What is being asked:
Could you reproduce the lines below from the one with "const ranges = [];" through the one with "return ranges;"? Keep both ends and add nothing.

Data:
*** Begin section ***

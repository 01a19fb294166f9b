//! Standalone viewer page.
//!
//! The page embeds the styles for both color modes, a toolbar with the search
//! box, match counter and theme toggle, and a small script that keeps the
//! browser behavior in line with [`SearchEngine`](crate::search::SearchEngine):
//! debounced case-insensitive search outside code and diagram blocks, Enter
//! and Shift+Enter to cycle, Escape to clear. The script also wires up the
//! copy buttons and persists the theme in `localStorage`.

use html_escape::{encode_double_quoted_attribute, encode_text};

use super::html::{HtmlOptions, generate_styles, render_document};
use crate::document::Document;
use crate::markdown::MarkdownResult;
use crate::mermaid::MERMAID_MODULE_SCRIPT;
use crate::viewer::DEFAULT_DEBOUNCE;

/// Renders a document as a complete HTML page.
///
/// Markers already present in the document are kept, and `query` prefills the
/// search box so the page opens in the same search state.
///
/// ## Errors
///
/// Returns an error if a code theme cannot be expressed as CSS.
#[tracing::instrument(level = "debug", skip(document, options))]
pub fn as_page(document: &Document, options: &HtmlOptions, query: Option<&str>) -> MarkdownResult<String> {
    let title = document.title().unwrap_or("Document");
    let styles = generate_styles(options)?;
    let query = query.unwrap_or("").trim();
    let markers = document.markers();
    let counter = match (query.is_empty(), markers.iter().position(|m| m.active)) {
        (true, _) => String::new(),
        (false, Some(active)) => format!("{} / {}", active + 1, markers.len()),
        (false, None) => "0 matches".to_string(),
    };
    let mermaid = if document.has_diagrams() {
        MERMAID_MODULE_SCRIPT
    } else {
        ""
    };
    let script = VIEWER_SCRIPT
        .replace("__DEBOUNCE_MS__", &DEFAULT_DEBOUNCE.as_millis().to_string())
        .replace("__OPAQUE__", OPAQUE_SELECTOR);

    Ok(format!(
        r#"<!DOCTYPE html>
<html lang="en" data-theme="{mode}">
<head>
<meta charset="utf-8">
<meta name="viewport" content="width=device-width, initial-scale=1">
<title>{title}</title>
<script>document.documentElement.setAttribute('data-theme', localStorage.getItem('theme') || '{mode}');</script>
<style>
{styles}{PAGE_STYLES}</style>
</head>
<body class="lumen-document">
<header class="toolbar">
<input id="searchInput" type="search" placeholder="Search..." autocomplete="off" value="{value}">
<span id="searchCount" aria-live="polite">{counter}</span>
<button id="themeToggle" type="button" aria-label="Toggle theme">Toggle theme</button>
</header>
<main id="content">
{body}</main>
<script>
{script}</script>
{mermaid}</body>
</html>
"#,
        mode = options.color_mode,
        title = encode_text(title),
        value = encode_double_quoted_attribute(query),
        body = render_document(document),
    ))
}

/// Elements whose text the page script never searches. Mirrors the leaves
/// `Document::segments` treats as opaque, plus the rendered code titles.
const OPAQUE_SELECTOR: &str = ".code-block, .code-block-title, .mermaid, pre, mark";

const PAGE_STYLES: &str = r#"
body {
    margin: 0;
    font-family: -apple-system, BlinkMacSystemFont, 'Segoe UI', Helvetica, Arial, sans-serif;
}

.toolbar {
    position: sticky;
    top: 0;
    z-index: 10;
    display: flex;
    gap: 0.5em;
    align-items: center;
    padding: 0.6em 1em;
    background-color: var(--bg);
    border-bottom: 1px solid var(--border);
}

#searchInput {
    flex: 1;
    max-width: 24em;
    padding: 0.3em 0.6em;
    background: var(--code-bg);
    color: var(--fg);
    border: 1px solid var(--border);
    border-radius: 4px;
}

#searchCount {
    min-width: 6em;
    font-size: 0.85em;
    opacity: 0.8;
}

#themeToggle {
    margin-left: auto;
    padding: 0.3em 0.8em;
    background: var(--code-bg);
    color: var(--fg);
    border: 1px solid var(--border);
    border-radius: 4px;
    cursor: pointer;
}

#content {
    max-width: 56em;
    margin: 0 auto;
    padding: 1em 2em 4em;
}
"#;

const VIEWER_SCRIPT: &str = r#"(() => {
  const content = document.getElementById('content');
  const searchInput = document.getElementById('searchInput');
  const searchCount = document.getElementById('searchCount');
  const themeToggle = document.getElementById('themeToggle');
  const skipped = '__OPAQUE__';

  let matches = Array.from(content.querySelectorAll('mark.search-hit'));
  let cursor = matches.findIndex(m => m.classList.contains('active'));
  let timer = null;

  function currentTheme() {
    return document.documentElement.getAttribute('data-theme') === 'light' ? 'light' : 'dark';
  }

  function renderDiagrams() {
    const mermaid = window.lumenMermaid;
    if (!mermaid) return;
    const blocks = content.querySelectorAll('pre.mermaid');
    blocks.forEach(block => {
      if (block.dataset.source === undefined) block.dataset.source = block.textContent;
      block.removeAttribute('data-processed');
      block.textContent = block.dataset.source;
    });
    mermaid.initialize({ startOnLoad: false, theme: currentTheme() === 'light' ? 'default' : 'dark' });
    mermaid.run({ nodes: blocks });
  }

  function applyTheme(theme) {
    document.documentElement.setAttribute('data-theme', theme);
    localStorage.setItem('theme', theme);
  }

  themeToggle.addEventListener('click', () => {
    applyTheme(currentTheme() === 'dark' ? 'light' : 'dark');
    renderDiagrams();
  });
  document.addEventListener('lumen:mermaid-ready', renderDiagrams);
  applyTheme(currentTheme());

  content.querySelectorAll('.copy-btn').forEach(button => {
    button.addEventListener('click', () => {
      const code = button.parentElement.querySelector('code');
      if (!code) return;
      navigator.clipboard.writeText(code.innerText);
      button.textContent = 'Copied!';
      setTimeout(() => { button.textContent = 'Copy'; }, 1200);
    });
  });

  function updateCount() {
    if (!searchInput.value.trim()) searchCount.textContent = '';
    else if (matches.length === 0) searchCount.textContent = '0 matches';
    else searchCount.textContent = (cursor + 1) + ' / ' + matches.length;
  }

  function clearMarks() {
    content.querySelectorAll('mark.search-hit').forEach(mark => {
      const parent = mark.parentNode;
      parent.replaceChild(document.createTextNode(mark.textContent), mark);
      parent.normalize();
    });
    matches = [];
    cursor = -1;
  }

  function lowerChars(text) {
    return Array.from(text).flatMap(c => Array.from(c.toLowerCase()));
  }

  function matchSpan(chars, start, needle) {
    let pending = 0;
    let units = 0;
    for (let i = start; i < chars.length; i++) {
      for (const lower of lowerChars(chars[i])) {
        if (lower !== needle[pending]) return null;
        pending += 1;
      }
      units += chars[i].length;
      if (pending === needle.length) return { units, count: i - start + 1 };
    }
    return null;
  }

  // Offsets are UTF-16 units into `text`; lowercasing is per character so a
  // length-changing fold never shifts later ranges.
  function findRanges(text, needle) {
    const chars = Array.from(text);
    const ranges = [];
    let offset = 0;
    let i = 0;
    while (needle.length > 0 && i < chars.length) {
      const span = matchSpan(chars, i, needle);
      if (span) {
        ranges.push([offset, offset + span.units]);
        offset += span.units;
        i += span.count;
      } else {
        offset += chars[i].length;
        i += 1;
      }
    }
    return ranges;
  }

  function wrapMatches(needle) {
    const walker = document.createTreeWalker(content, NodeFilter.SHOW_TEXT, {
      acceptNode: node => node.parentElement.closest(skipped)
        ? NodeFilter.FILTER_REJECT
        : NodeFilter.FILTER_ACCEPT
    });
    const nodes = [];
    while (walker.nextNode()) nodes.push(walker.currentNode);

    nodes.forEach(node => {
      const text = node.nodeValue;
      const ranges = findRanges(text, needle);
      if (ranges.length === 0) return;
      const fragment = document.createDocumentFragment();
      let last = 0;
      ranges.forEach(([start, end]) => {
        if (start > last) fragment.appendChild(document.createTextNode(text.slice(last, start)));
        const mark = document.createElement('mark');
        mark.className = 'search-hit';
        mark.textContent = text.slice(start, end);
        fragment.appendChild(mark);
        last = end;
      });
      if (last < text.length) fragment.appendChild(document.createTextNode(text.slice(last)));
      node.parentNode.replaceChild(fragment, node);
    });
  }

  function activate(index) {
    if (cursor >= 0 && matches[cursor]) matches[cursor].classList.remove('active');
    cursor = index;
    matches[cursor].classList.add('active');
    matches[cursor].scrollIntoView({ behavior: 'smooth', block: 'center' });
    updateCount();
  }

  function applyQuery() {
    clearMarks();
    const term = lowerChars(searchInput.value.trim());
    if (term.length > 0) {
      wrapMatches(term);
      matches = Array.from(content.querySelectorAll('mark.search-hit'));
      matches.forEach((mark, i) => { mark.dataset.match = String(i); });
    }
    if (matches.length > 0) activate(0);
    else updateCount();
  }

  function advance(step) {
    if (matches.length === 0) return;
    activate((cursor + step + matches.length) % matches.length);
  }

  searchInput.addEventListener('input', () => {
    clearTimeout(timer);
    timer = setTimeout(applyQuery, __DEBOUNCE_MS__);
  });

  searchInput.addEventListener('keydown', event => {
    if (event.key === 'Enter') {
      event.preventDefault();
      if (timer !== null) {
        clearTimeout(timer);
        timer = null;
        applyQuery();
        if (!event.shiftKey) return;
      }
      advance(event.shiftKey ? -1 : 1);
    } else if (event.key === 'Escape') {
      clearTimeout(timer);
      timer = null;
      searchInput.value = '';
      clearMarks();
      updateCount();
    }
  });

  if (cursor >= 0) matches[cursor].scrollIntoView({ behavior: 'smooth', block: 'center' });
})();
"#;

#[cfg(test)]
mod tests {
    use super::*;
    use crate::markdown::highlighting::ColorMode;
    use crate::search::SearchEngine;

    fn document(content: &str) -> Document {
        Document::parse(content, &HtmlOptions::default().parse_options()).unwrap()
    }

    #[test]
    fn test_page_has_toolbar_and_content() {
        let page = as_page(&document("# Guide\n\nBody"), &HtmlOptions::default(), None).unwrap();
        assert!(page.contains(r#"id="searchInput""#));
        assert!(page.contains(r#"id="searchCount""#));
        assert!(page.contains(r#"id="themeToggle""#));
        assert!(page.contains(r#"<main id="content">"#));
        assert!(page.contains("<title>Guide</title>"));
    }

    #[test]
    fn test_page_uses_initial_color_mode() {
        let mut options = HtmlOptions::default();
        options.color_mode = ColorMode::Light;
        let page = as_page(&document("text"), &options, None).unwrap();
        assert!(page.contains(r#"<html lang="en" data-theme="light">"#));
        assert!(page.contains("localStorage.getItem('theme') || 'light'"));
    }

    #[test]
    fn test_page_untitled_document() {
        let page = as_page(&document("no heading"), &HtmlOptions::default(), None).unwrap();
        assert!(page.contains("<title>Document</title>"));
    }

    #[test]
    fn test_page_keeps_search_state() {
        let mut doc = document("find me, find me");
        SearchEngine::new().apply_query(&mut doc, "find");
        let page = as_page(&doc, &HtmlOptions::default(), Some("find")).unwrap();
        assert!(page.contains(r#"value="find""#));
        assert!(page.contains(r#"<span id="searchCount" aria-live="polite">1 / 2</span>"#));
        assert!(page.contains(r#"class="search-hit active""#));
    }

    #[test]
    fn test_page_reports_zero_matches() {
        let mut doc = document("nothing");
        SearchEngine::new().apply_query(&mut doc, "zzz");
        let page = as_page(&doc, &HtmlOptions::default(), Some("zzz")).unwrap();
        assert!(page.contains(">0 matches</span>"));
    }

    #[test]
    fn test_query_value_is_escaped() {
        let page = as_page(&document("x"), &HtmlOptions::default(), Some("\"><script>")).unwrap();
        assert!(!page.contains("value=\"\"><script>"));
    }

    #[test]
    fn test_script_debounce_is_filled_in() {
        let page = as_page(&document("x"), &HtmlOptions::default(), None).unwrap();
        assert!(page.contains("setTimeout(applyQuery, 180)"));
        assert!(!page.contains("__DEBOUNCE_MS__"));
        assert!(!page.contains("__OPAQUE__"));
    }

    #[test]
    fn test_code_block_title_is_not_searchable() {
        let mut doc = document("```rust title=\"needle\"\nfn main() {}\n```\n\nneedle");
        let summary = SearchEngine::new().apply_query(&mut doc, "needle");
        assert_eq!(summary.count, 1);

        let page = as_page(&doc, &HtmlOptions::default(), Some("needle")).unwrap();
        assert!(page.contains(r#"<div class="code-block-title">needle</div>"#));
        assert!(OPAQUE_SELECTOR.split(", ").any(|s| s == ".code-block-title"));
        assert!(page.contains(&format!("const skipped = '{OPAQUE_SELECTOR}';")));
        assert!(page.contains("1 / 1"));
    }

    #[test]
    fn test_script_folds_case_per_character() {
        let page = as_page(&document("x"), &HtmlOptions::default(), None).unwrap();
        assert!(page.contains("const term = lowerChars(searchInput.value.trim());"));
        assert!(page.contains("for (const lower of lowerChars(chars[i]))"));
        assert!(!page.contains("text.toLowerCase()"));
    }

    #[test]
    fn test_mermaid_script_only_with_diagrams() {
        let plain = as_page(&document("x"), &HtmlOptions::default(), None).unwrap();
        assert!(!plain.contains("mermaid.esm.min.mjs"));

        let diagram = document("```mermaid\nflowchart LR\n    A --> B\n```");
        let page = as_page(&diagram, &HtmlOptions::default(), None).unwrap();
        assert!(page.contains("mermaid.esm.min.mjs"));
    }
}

*** End section ***

Solution to the exercise:
    const ranges = [];
    let offset = 0;
    let i = 0;
    while (needle.length > 0 && i < chars.length) {
      const span = matchSpan(chars, i, needle);
      if (span) {
        ranges.push([offset, offset + span.units]);
        offset += span.units;
        i += span.count;
      } else {
        offset += chars[i].length;
        i += 1;
      }
    }
    return ranges;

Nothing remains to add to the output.